Des rôles qui s’actualisent différemment

Le troisième article de sa thèse s’attarde aux comparaisons entre les différents types de soutien ainsi qu’entre les différents mécanismes à l’œuvre dans ces relations interpersonnelles. «Nous avons noté que les proches comme les intervenants endossent différents rôles, et souvent plusieurs à la fois (nous en avons identifié une douzaine), et que chacun de ceux-ci peut favoriser le rétablissement de la personne aux prises avec un problème de santé mentale», précise le doctorant. 

Ces rôles sont les mêmes, mais ils s’actualisent de manière différente, a constaté François Lauzier-Jobin. «Par exemple, les proches sont plus impliqués émotivement, ils sont dans la sympathie, alors que les professionnels conservent une distance émotionnelle, ils sont davantage dans l’empathie. Mais la présence et l’écoute dont les uns et les autres font preuve a un impact sur le rétablissement.»

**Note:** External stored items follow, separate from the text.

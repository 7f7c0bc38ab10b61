use serde::Serialize;

/// Per-service health tier.
#[derive(Debug, Clone, Copy, PartialEq, Eq, Serialize)]
#[serde(rename_all = "snake_case")]
pub enum ServiceStatus {
    Operational,
    Degraded,
    PartialOutage,
    MajorOutage,
    /// No slot or record to judge from.
    Unknown,
}

/// System-wide health tier shown in the page banner.
#[derive(Debug, Clone, Copy, PartialEq, Eq, Serialize)]
pub enum OverallStatus {
    #[serde(rename = "No Data")]
    NoData,
    #[serde(rename = "Major System Outage")]
    MajorSystemOutage,
    #[serde(rename = "Partial System Outage")]
    PartialSystemOutage,
    #[serde(rename = "Minor Service Disruption")]
    MinorServiceDisruption,
    #[serde(rename = "All Systems Operational")]
    AllSystemsOperational,
}

/// Four request counters for one slot or one day.
#[derive(Debug, Clone, Copy, Default, PartialEq, Eq)]
pub struct Counters {
    pub total: i64,
    pub success: i64,
    pub client_error: i64,
    pub server_error: i64,
}

impl Counters {
    pub fn add(&mut self, other: &Counters) {
        self.total += other.total;
        self.success += other.success;
        self.client_error += other.client_error;
        self.server_error += other.server_error;
    }
}

/// One bar on the status page. `service_*` fields are only filled for the daily window.
#[derive(Debug, Clone, PartialEq, Serialize)]
pub struct SlotEntry {
    #[serde(skip_serializing_if = "Option::is_none")]
    pub service_id: Option<String>,
    #[serde(skip_serializing_if = "Option::is_none")]
    pub service_alias: Option<String>,
    #[serde(skip_serializing_if = "Option::is_none")]
    pub service_title: Option<String>,
    pub date: String,
    pub total_requests: i64,
    pub success_count: i64,
    pub client_error_count: i64,
    pub server_error_count: i64,
    pub uptime: f64,
}

impl SlotEntry {
    pub fn from_counters(date: String, counters: &Counters) -> Self {
        Self {
            service_id: None,
            service_alias: None,
            service_title: None,
            date,
            total_requests: counters.total,
            success_count: counters.success,
            client_error_count: counters.client_error,
            server_error_count: counters.server_error,
            uptime: uptime_pct(counters.total, counters.server_error),
        }
    }
}

/// The `*_90d` key names are what the frontend reads for every window.
#[derive(Debug, Clone, PartialEq, Serialize)]
pub struct ServiceSummary {
    pub service_id: String,
    pub service_alias: String,
    pub service_title: String,
    pub current_status: ServiceStatus,
    #[serde(rename = "uptime_90d")]
    pub uptime: f64,
    #[serde(rename = "total_requests_90d")]
    pub total_requests: i64,
    pub daily: Vec<SlotEntry>,
}

#[derive(Debug, Clone, PartialEq, Serialize)]
pub struct Report {
    pub overall_status: OverallStatus,
    pub granularity: String,
    pub services: Vec<ServiceSummary>,
}

impl Report {
    pub fn empty(granularity: &str) -> Self {
        Self {
            overall_status: OverallStatus::NoData,
            granularity: granularity.to_string(),
            services: Vec::new(),
        }
    }
}

/// Three-decimal rounding on the exact binary value, ties to even.
pub fn round3(value: f64) -> f64 {
    let scaled = value * 1000.0;
    let rounded = if (scaled - scaled.trunc()).abs() == 0.5 {
        // The product may have rounded onto the tie; its exact error decides the side.
        let err = value.mul_add(1000.0, -scaled);
        if err > 0.0 {
            scaled.ceil()
        } else if err < 0.0 {
            scaled.floor()
        } else {
            scaled.round_ties_even()
        }
    } else {
        scaled.round()
    };
    rounded / 1000.0
}

/// Share of requests that did not end in a 5xx; an empty period counts as fully up.
pub fn uptime_pct(total: i64, server_error: i64) -> f64 {
    if total <= 0 {
        return 100.0;
    }
    let ok = (total - server_error).max(0);
    round3(ok as f64 / total as f64 * 100.0).clamp(0.0, 100.0)
}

Les compétences sur lesquelles on s’appuie pour aider la personne ne sont pas les mêmes, a constaté le doctorant. «Les proches aidants se fient davantage sur leur intuition et leur vécu personnel pour conseiller la personne en rétablissement, tandis que l’approche des intervenants, basée sur leur formation, est plus réflexive, plus approfondie. Ces derniers peuvent aller plus loin dans l’intervention.»

Les professionnels peuvent également aller chercher du soutien auprès de collègues ou d’un superviseur, au besoin, alors que les proches n’ont pas la distance émotionnelle suffisante pour s’ajuster.

Enfin, François Lauzier-Jobin a constaté que la personne en rétablissement possède un pouvoir non négligeable, qui influence grandement le processus: celui de choisir à qui elle demande de l’aide et ce qu’elle veut aborder au fil des relations interpersonnelles qu’elle tisse. «Et c’est sans compter l’autogestion, qui est le fait de s’aider soi-même!», conclut le chercheur.

D’autres pistes à explorer 

François Lauzier-Jobin estime que la dichotomie entre le soutien formel et le soutien informel est, d’une certaine façon, révolue. Puisque la tendance est à penser le soutien comme un continuum de relation d’aide, celui-ci doit englober beaucoup plus de gens que les médecins de famille et les psychologues. «Il faudrait par exemple analyser le rôle que peuvent jouer les superviseurs en milieu de travail, les avocats spécialisés en divorce, et même, pourquoi pas, les coiffeurs et coiffeuses!, avance le chercheur. Ce sont toutes des personnes à même de jauger l’état d’esprit de leurs employés/clients et de leur venir en aide, dans la mesure de leurs moyens. On pourrait également étudier le rôle des pairs aidants et des professionnels ayant vécu des problèmes de santé mentale pour épauler celles et ceux qui en souffrent. C’est souvent plus facile de se confier à quelqu’un qui a vécu quelque chose de semblable.»